Reg3g is a potential risk for pancreatic ductal adenocarcinoma (PDAC). We previously demonstrated that Reg3g promoted pancreatic carcinogenesis via a STAT3 signaling pathway in a murine model of chronic pancreatitis. Whether the immune response is involved in tumorigenesis induced by Reg3g remains unknown. In this study, Reg3g-regulated tumor immunity was evaluated in tumor-implanted murine models, immune cells, and tumor microenvironment.
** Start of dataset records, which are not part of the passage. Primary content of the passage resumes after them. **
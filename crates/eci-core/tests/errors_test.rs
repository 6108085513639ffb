//! Tests for the ECI error handling system.

use std::collections::HashSet;

use eci_core::errors::error_code::{self, EciErrorCode};
use eci_core::errors::*;

#[test]
fn test_all_errors_have_error_code() {
    let codes = [
        WindowError::EmptySequence.error_code(),
        WindowError::DegenerateWindow {
            window_start: 0,
            window_end: 128,
        }
        .error_code(),
        EstimationError::InsufficientWindows {
            statistic: "eci_raw",
            required: 2,
            found: 1,
        }
        .error_code(),
        EvaluationError::DimensionMismatch {
            scores: 3,
            outcomes: 4,
        }
        .error_code(),
        EvaluationError::InsufficientClasses {
            positives: 0,
            negatives: 4,
        }
        .error_code(),
        StorageError::EmptyJoin.error_code(),
        ConfigError::FileNotFound { path: "/tmp".into() }.error_code(),
    ];
    for code in codes {
        assert!(!code.is_empty());
    }
    let distinct: HashSet<_> = codes.iter().collect();
    assert!(distinct.len() >= 6);
}

#[test]
fn test_from_conversions_preserve_code() {
    let window = WindowError::DegenerateWindow {
        window_start: 64,
        window_end: 192,
    };
    let pipeline: PipelineError = window.into();
    assert!(matches!(
        pipeline,
        PipelineError::Window(WindowError::DegenerateWindow { .. })
    ));
    assert_eq!(pipeline.error_code(), error_code::DEGENERATE_WINDOW);

    let eval: PipelineError = EvaluationError::InsufficientClasses {
        positives: 0,
        negatives: 10,
    }
    .into();
    assert_eq!(eval.error_code(), error_code::INSUFFICIENT_CLASSES);
}

#[test]
fn test_schema_error_names_missing_columns() {
    let err = StorageError::SchemaValidation {
        table: "metrics_internal.csv".into(),
        missing: vec!["eci_raw".into(), "effective_ranks".into()],
        expected: vec!["prompt_id".into(), "eci_raw".into(), "effective_ranks".into()],
    };
    let msg = err.to_string();
    assert!(msg.contains("eci_raw"));
    assert!(msg.contains("effective_ranks"));
    assert_eq!(
        err.coded_string(),
        format!("[{}] {}", error_code::SCHEMA_VALIDATION, msg)
    );
}

#[test]
fn test_sequence_failure_captures_code() {
    let err = EstimationError::InsufficientWindows {
        statistic: "early_eci_raw",
        required: 2,
        found: 1,
    };
    let failure = SequenceFailure::new("p7", "microsoft/phi-2", &err);
    assert_eq!(failure.code, error_code::INSUFFICIENT_WINDOWS);
    assert!(failure.message.contains("early_eci_raw"));
}
//! Degenerate repetition detection over adjacent token windows.

use eci_core::config::TextConfig;
use eci_core::types::collections::FxHashSet;

/// Window size and overlap threshold for [`detect_repetition`].
#[derive(Debug, Clone, Copy, PartialEq)]
pub struct RepetitionSpec {
    pub window: usize,
    pub threshold: f64,
}

impl RepetitionSpec {
    pub fn from_config(config: &TextConfig) -> Self {
        Self {
            window: config.effective_repetition_window(),
            threshold: config.effective_repetition_threshold(),
        }
    }
}

/// True when some pair of back-to-back token windows has a Jaccard overlap
/// of their vocabularies above `spec.threshold`.
///
/// Streams shorter than two windows are never flagged.
pub fn detect_repetition(tokens: &[String], spec: &RepetitionSpec) -> bool {
    let w = spec.window;
    if w == 0 || tokens.len() < 2 * w {
        return false;
    }
    (0..=tokens.len() - 2 * w).any(|i| {
        let first: FxHashSet<&str> = tokens[i..i + w].iter().map(String::as_str).collect();
        let second: FxHashSet<&str> = tokens[i + w..i + 2 * w].iter().map(String::as_str).collect();
        let union = first.union(&second).count();
        union > 0 && first.intersection(&second).count() as f64 / union as f64 > spec.threshold
    })
}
In mice that had been orthotopically or ectopically implanted with Panc02 cells, Reg3g overexpression increased EGFR and Ki67, diminished MHC-I and caspase-3 expression, and accelerated growth of tumors. By interacting with PD-1/PD-L1, Reg3g also promoted differentiation of Tregs and recruitment of MDSC, retarded maturation of DCs and inactivation of CD8+ T cells, and suppressed cross-priming of CD8+ T-cell responses by DCs in tumor-bearing mice. Knockdown of Reg3g delayed tumor development in normal mice, but not in CD8+ T-cell-deficient mice. In vitro, Reg3g upregulated EGFR in DCs, activated heme oxygenase-1 (Hmox1) involved JAK2/STAT3 signaling, raised levels of Th2 cytokines in and suppressed maturation of DCs, and enhanced tumor cell proliferation. These results reveal a novel role of Reg3g as an immunosuppressive promoter that weakens tumor-specific antigenicity and suppresses antitumor effects of CD8+ T cells in a murine model of pancreatic cancer. Reg3g produces these effects by activating the JAK2/STAT3 signaling pathway in DCs, triggering the generation of an immunosuppressive tumor microenvironment.